I present here an unusual circuit to drive a small fluorescent tube with DC. Its use is very limited and definitely not as good as traditional AC "starter and ballast" circuits, but for didactic purposes I still find it interesting as an alternative and uncommon way of connecting these lamps.
Fluorescent tubes are built by two electrodes in a low pressure atmosphere composed by a mixture of gasses; usually argon and mercury vapor. When the tube is off it behaves like an insulator until the voltage between its electrodes rises above a threshold called striking voltage (or starting voltage or ionizing voltage). The actual value depends on many factors, like gas composition, gas pressure, electrode material, electrode temperature and so on. Without preheating the electrodes, it can be as low as a few hundred volts for small tubes and as high as several tens of kilovolts for long tubes. Normally, the electrodes are preheated to reduce the starting voltage by about a factor of ten, but this is not what is done here.

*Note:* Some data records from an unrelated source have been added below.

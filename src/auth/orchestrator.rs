//! The handshake itself.
//!
//! [`Authenticator::authenticate_sdk`] is the bare sequence
//! (ready -> authorize -> exchange -> authenticate) and can be reused on its
//! own wherever only a token is needed. [`Authenticator::setup`] wraps it
//! with status tracking and error capture for a [`SessionContext`].

use std::sync::Arc;

use tokio::sync::watch;
use tracing::{error, info};

use crate::auth::{HandshakeError, HandshakeStatus};
use crate::exchange::TokenExchange;
use crate::sdk::{AuthenticatedSession, AuthorizeParams, HostSdk, default_scopes};
use crate::session::SessionContext;
use crate::types::{AccessToken, ClientId};

/// Token and session produced by a successful handshake.
#[derive(Debug, Clone)]
pub struct AuthOutcome {
    pub access_token: AccessToken,
    pub session: AuthenticatedSession,
}

/// Options for [`Authenticator::setup`].
#[derive(Debug, Clone, Default)]
pub struct SetupOptions {
    /// Run the authorization handshake after readiness.
    pub authenticate: bool,
    /// Requested scopes; `None` means `identify` + `guilds`.
    pub scope: Option<Vec<String>>,
}

impl SetupOptions {
    pub fn authenticated(scope: Option<Vec<String>>) -> Self {
        Self {
            authenticate: true,
            scope,
        }
    }
}

pub struct Authenticator {
    client_id: ClientId,
    sdk: Arc<dyn HostSdk>,
    exchange: Arc<dyn TokenExchange>,
}

impl Authenticator {
    pub fn new(client_id: ClientId, sdk: Arc<dyn HostSdk>, exchange: Arc<dyn TokenExchange>) -> Self {
        Self {
            client_id,
            sdk,
            exchange,
        }
    }

    pub fn sdk(&self) -> &Arc<dyn HostSdk> {
        &self.sdk
    }

    /// Authenticate with the host and return the access token.
    pub async fn authenticate_sdk(
        &self,
        scope: Option<Vec<String>>,
    ) -> Result<AuthOutcome, HandshakeError> {
        let scope = scope.unwrap_or_else(default_scopes);

        self.sdk.ready().await.map_err(HandshakeError::NotReady)?;

        let authorization = self
            .sdk
            .authorize(AuthorizeParams::code(self.client_id.clone(), scope))
            .await
            .map_err(HandshakeError::Authorize)?;
        info!("Host granted an authorization code");

        let access_token = self
            .exchange
            .exchange(&authorization.code)
            .await
            .map_err(HandshakeError::Exchange)?;
        info!("Authorization code exchanged for an access token");

        let session = self
            .sdk
            .authenticate(&access_token)
            .await
            .map_err(HandshakeError::Authenticate)?
            .ok_or(HandshakeError::AuthenticateFailed)?;
        info!("Authenticated as user {}", session.user.id);

        Ok(AuthOutcome {
            access_token,
            session,
        })
    }

    /// Run the handshake, publishing every step to `context`.
    ///
    /// Never fails: errors are logged and recorded on the context.
    pub async fn setup(&self, options: &SetupOptions, context: &watch::Sender<SessionContext>) {
        if let Err(e) = self.run_setup(options, context).await {
            error!("Session setup failed at {} step: {}", e.kind(), e);
            let message = e.user_message();
            context.send_modify(|ctx| ctx.fail(message));
        }
    }

    async fn run_setup(
        &self,
        options: &SetupOptions,
        context: &watch::Sender<SessionContext>,
    ) -> Result<(), HandshakeError> {
        context.send_modify(|ctx| {
            ctx.advance(HandshakeStatus::Loading);
        });
        self.sdk.ready().await.map_err(HandshakeError::NotReady)?;

        if options.authenticate {
            context.send_modify(|ctx| {
                ctx.advance(HandshakeStatus::Authenticating);
            });
            let outcome = self.authenticate_sdk(options.scope.clone()).await?;
            context.send_modify(|ctx| {
                ctx.store_session(outcome.access_token, outcome.session);
                ctx.advance(HandshakeStatus::Ready);
            });
        } else {
            context.send_modify(|ctx| {
                ctx.advance(HandshakeStatus::Ready);
            });
        }

        info!("Session setup complete ({})", self.sdk.mode().as_str());
        Ok(())
    }
}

When the starting voltage is reached, the gas ionizes, a current start flowing and light is produced. The voltage between the electrodes falls to a low value, somewhere between 30 and 100 V, depending on the tube length and on the composition of the gas inside. The current must be limited by a ballast circuit to keep the lamp at its nominal power rating and prevent it from overloading.

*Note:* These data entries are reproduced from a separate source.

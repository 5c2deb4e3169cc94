//! End-to-end handshakes: adapter, relay client, relay server and a fake
//! OAuth token endpoint, all in-process.

use std::collections::HashMap;
use std::sync::Arc;

use axum::http::StatusCode;
use axum::routing::post;
use axum::{Form, Json, Router};
use serde_json::json;
use url::Url;

use crate::auth::{Authenticator, HandshakeStatus, SetupOptions};
use crate::config::{ClientConfig, RelayConfig};
use crate::create_provider;
use crate::exchange::{ExchangeError, MOCK_ACCESS_TOKEN, RelayClient, TokenExchange};
use crate::overrides::{LaunchParams, MemoryStore, SessionStore};
use crate::relay::{RelayState, create_router};
use crate::sdk::transport::CommandFrame;
use crate::sdk::{
    AuthenticatedSession, BridgeFrame, BridgeTransport, ChannelTransport, HostSdk,
    MOCK_AUTHORIZATION_CODE, SdkMode, select_sdk,
};
use crate::session::SessionProvider;
use crate::types::{AccessToken, AuthorizationCode};

async fn spawn(router: Router) -> String {
    let listener = tokio::net::TcpListener::bind("127.0.0.1:0").await.unwrap();
    let addr = listener.local_addr().unwrap();
    tokio::spawn(async move {
        axum::serve(listener, router).await.unwrap();
    });
    format!("http://{}", addr)
}

/// OAuth endpoint that grants `tok-<code>` for codes it could have issued.
///
/// Like the real provider it has never heard of `mock_code`.
async fn spawn_upstream() -> String {
    let router = Router::new().route(
        "/token",
        post(|Form(form): Form<HashMap<String, String>>| async move {
            match form.get("code").map(String::as_str) {
                Some("revoked") | Some(MOCK_AUTHORIZATION_CODE) | None => (
                    StatusCode::BAD_REQUEST,
                    Json(json!({ "error": "invalid_grant" })),
                ),
                Some(code) => (
                    StatusCode::OK,
                    Json(json!({ "access_token": format!("tok-{}", code) })),
                ),
            }
        }),
    );
    format!("{}/token", spawn(router).await)
}

/// Relay in front of the fake upstream. Returns the relay origin.
async fn spawn_relay() -> Url {
    let config = RelayConfig::new("client", "secret").with_token_url(spawn_upstream().await);
    let origin = spawn(create_router(RelayState::new(config).unwrap())).await;
    Url::parse(&origin).unwrap()
}

fn provider(sdk: Arc<dyn HostSdk>, relay: &Url) -> SessionProvider {
    let exchange = Arc::new(RelayClient::for_origin(relay).unwrap());
    let auth = Authenticator::new(ClientConfig::new("client").client_id, sdk, exchange);
    SessionProvider::new(auth, SetupOptions::authenticated(None))
}

#[tokio::test]
async fn test_mock_handshake_reaches_ready_without_relay() {
    let relay = spawn_relay().await;
    let params = LaunchParams::from_query("user_id=abcd1234&guild_id=g1");
    let storage: Arc<dyn SessionStore> = Arc::new(MemoryStore::new());

    let p = create_provider(
        &params,
        &ClientConfig::new("client"),
        storage.clone(),
        SetupOptions::authenticated(None),
        || panic!("mock run must not connect"),
        || {
            let exchange: Arc<dyn TokenExchange> = Arc::new(RelayClient::for_origin(&relay)?);
            Ok(exchange)
        },
    )
    .unwrap();
    assert!(p.mount().await);

    let ctx = p.wait_until_settled().await;
    assert_eq!(ctx.status(), HandshakeStatus::Ready, "error: {:?}", ctx.error());
    assert_eq!(ctx.sdk_mode(), SdkMode::Mock);
    assert_eq!(ctx.access_token().unwrap().as_str(), MOCK_ACCESS_TOKEN);

    let session = ctx.session().unwrap();
    assert_eq!(session.user.id, "abcd1234");
    assert_eq!(session.user.discriminator, "2");
    assert_eq!(session.access_token.as_str(), MOCK_ACCESS_TOKEN);

    // Channel id was generated and stored for the tab.
    assert_eq!(storage.get("channel_id").map(|v| v.len()), Some(8));
}

#[tokio::test]
async fn test_mock_code_is_rejected_by_relay() {
    let relay = spawn_relay().await;
    let client = RelayClient::for_origin(&relay).unwrap();

    let err = client
        .exchange(&AuthorizationCode::new(MOCK_AUTHORIZATION_CODE))
        .await
        .unwrap_err();
    assert_eq!(err, ExchangeError::Status(502));
}

#[tokio::test]
async fn test_live_handshake_through_relay() {
    let relay = spawn_relay().await;
    let (client, host) = ChannelTransport::pair();
    let params = LaunchParams::from_query("frame_id=frame-1");
    let sdk = select_sdk(
        &params,
        &ClientConfig::new("client"),
        Arc::new(MemoryStore::new()),
        move || Arc::new(client),
    );
    assert_eq!(sdk.mode(), SdkMode::Live);

    let host_task = tokio::spawn(async move {
        let mut authenticated_with = None;
        loop {
            let frame = match host.recv().await {
                Ok(frame) => frame,
                Err(_) => break,
            };
            let reply = match frame {
                BridgeFrame::Handshake { frame_id, .. } => {
                    assert_eq!(frame_id.as_str(), "frame-1");
                    CommandFrame {
                        cmd: "DISPATCH".to_string(),
                        evt: Some("READY".to_string()),
                        ..Default::default()
                    }
                }
                BridgeFrame::Frame(cmd) if cmd.cmd == "AUTHORIZE" => CommandFrame {
                    cmd: cmd.cmd,
                    nonce: cmd.nonce,
                    data: Some(json!({ "code": "live-code" })),
                    ..Default::default()
                },
                BridgeFrame::Frame(cmd) if cmd.cmd == "AUTHENTICATE" => {
                    let token = cmd.args.as_ref().unwrap()["access_token"]
                        .as_str()
                        .unwrap()
                        .to_string();
                    authenticated_with = Some(token.clone());
                    CommandFrame {
                        cmd: cmd.cmd,
                        nonce: cmd.nonce,
                        data: Some(json!({
                            "access_token": token,
                            "user": {
                                "id": "42",
                                "username": "host-user",
                                "discriminator": "0",
                                "avatar": null,
                                "public_flags": 0
                            },
                            "scopes": ["identify", "guilds"],
                            "expires": "2030-01-01T00:00:00+00:00",
                            "application": {
                                "id": "app",
                                "name": "Activity",
                                "icon": null,
                                "description": ""
                            }
                        })),
                        ..Default::default()
                    }
                }
                other => panic!("unexpected frame {:?}", other),
            };
            if host.send(BridgeFrame::Frame(reply)).await.is_err() {
                break;
            }
            if authenticated_with.is_some() {
                break;
            }
        }
        authenticated_with
    });

    let p = provider(sdk, &relay);
    p.mount().await;
    let ctx = p.wait_until_settled().await;

    assert_eq!(ctx.status(), HandshakeStatus::Ready, "error: {:?}", ctx.error());
    assert_eq!(host_task.await.unwrap().as_deref(), Some("tok-live-code"));

    let session: &AuthenticatedSession = ctx.session().unwrap();
    assert_eq!(session.user.username, "host-user");
    assert_eq!(session.scopes, vec!["identify".to_string(), "guilds".to_string()]);
    assert_eq!(ctx.access_token(), Some(&AccessToken::new("tok-live-code")));
}

#[tokio::test]
async fn test_unreachable_relay_surfaces_error() {
    // Bind then drop so nothing listens on the port.
    let listener = tokio::net::TcpListener::bind("127.0.0.1:0").await.unwrap();
    let addr = listener.local_addr().unwrap();
    drop(listener);
    let relay = Url::parse(&format!("http://{}", addr)).unwrap();

    let sdk = select_sdk(
        &LaunchParams::default(),
        &ClientConfig::new("client"),
        Arc::new(MemoryStore::new()),
        || panic!("mock run must not connect"),
    );
    let p = provider(sdk, &relay);
    p.mount().await;

    let ctx = p.context();
    assert_eq!(ctx.status(), HandshakeStatus::Error);
    assert!(ctx.session().is_none());
    assert!(ctx.error().unwrap().starts_with("Token exchange failed"));
}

Circuit diagram of the lamp driver.
Fluorescent tubes are almost always powered with AC, but this circuit uses DC. Basically, this circuit is a voltage doubler composed by two 1N4007 diodes and two high voltage electrolytic capacitors of 10 μF 350 V. Such capacitors can be easily salvaged from compact fluorescent lamps.

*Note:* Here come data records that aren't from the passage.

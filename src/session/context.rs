use std::fmt;
use std::sync::Arc;

use serde::Serialize;
use tracing::warn;

use crate::auth::HandshakeStatus;
use crate::sdk::{AuthenticatedSession, HostSdk, SdkMode};
use crate::types::AccessToken;

/// What consumers observe about the handshake.
///
/// Only the orchestrator writes it (through the crate-private mutators);
/// consumers get clones. `authenticated` is true exactly when an access
/// token is present, and a session is only present once status is `ready`.
#[derive(Clone, Serialize)]
pub struct SessionContext {
    access_token: Option<AccessToken>,
    authenticated: bool,
    #[serde(skip)]
    sdk: Arc<dyn HostSdk>,
    sdk_mode: SdkMode,
    error: Option<String>,
    session: Option<AuthenticatedSession>,
    status: HandshakeStatus,
    history: Vec<HandshakeStatus>,
}

impl SessionContext {
    pub fn new(sdk: Arc<dyn HostSdk>) -> Self {
        let sdk_mode = sdk.mode();
        Self {
            access_token: None,
            authenticated: false,
            sdk,
            sdk_mode,
            error: None,
            session: None,
            status: HandshakeStatus::Pending,
            history: vec![HandshakeStatus::Pending],
        }
    }

    pub fn access_token(&self) -> Option<&AccessToken> {
        self.access_token.as_ref()
    }

    pub fn authenticated(&self) -> bool {
        self.authenticated
    }

    /// The adapter handle this context was built around.
    pub fn sdk(&self) -> &Arc<dyn HostSdk> {
        &self.sdk
    }

    pub fn sdk_mode(&self) -> SdkMode {
        self.sdk_mode
    }

    pub fn error(&self) -> Option<&str> {
        self.error.as_deref()
    }

    pub fn session(&self) -> Option<&AuthenticatedSession> {
        self.session.as_ref()
    }

    pub fn status(&self) -> HandshakeStatus {
        self.status
    }

    /// Every status this context has been in, oldest first.
    pub fn history(&self) -> &[HandshakeStatus] {
        &self.history
    }

    /// Move to `next`. Backward or skipping moves are refused.
    pub(crate) fn advance(&mut self, next: HandshakeStatus) -> bool {
        if !self.status.can_advance_to(next) {
            warn!("Refusing status change {} -> {}", self.status, next);
            return false;
        }
        self.status = next;
        self.history.push(next);
        true
    }

    /// Record the handshake result. Status is left to the caller.
    pub(crate) fn store_session(&mut self, access_token: AccessToken, session: AuthenticatedSession) {
        self.authenticated = !access_token.is_empty();
        self.access_token = Some(access_token);
        self.session = Some(session);
    }

    /// Record a failure and force status to `error`.
    ///
    /// A settled attempt is left untouched.
    pub(crate) fn fail(&mut self, message: String) {
        if self.status.is_terminal() {
            warn!("Ignoring failure after status {}: {}", self.status, message);
            return;
        }
        self.error = Some(message);
        // A half-finished attempt never exposes a session.
        self.access_token = None;
        self.authenticated = false;
        self.session = None;
        self.status = HandshakeStatus::Error;
        self.history.push(HandshakeStatus::Error);
    }
}

impl fmt::Debug for SessionContext {
    fn fmt(&self, f: &mut fmt::Formatter<'_>) -> fmt::Result {
        f.debug_struct("SessionContext")
            .field("access_token", &self.access_token)
            .field("authenticated", &self.authenticated)
            .field("sdk_mode", &self.sdk_mode)
            .field("error", &self.error)
            .field("session", &self.session.as_ref().map(|s| &s.user.id))
            .field("status", &self.status)
            .finish()
    }
}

When the tube is off, the diodes rectify and double the 230 VAC mains producing about 650 VDC at the electrodes of the lamp. This voltage is high enough to directly start a low power fluorescent tube without preheating the electrodes. It works fine with 4 W tubes and with many 8 W ones, but 12 W tubes are tricky and don't always start reliably. I tried to connect both terminals of each electrode together or only one per electrode with no noticeable difference.
Even if I didn't try, I doubt that this circuit will work with 120 VAC mains, as a simple doubler is probably not enough to generate the high voltage to strike the tube.
Once the tube is lit and the current starts flowing, the two 470 nF capacitors act as ballast: they limit the current and drop the voltage so that the tube can operate safely. When on, the voltage between the electrodes of a 4 W tube is about 30 V. Why two 470 nF capacitors in parallel? Just because I didn't have any 1 μF on hand.
The 1 MΩ resistor and the two 470 kΩ resistors act as bleeder resistors to discharge the capacitors when the circuit is switched off. Keep in mind that the energy stored in these capacitors could be lethal; even with the bleeders in place, use extreme care with this circuit, as a resistor could be broken. Since the lamp is directly connected to the mains, touching any part must be avoided and one must be very careful. As usual, try this circuit only if you know what you're doing and at your own risk. Don't forget to read my disclaimer.
The 82 Ω resistor is used to reduce the inrush current spike when the circuit is first switched on and all the capacitors are still discharged.
Since this circuit doesn't preheat the electrodes, starting the tube can be difficult when the lamp is old or too long. Surprisingly, touching the tube with one hand can help and I could start a 22 W tube by touching the glass on one end and by pulling my hand along the tube. But be extra careful and just touch the glass part of the tube: all the parts are at high voltage and directly connected to the mains: do it at your own risk.
Having remarked that touching the tube with my hand helped starting long tubes, I played with a metal plate along the tube that I connected to ground. It helps a bit (I don't know why) but doesn't work miracles.
Pictures of the lamp. (click to enlarge).
When the lamp is on, one can remark that the negative electrode (in the picture on the left) is darker than the positive one: this is due to the Faraday dark zone, typical of low pressure gas discharges, that is only visible when the tube is powered with DC current.
As I said, it's a nice, unusual, funny and dangerous circuit. Definitely didactic to learn how fluorescent tube work but not good enough to replace a conventional AC ballast circuit.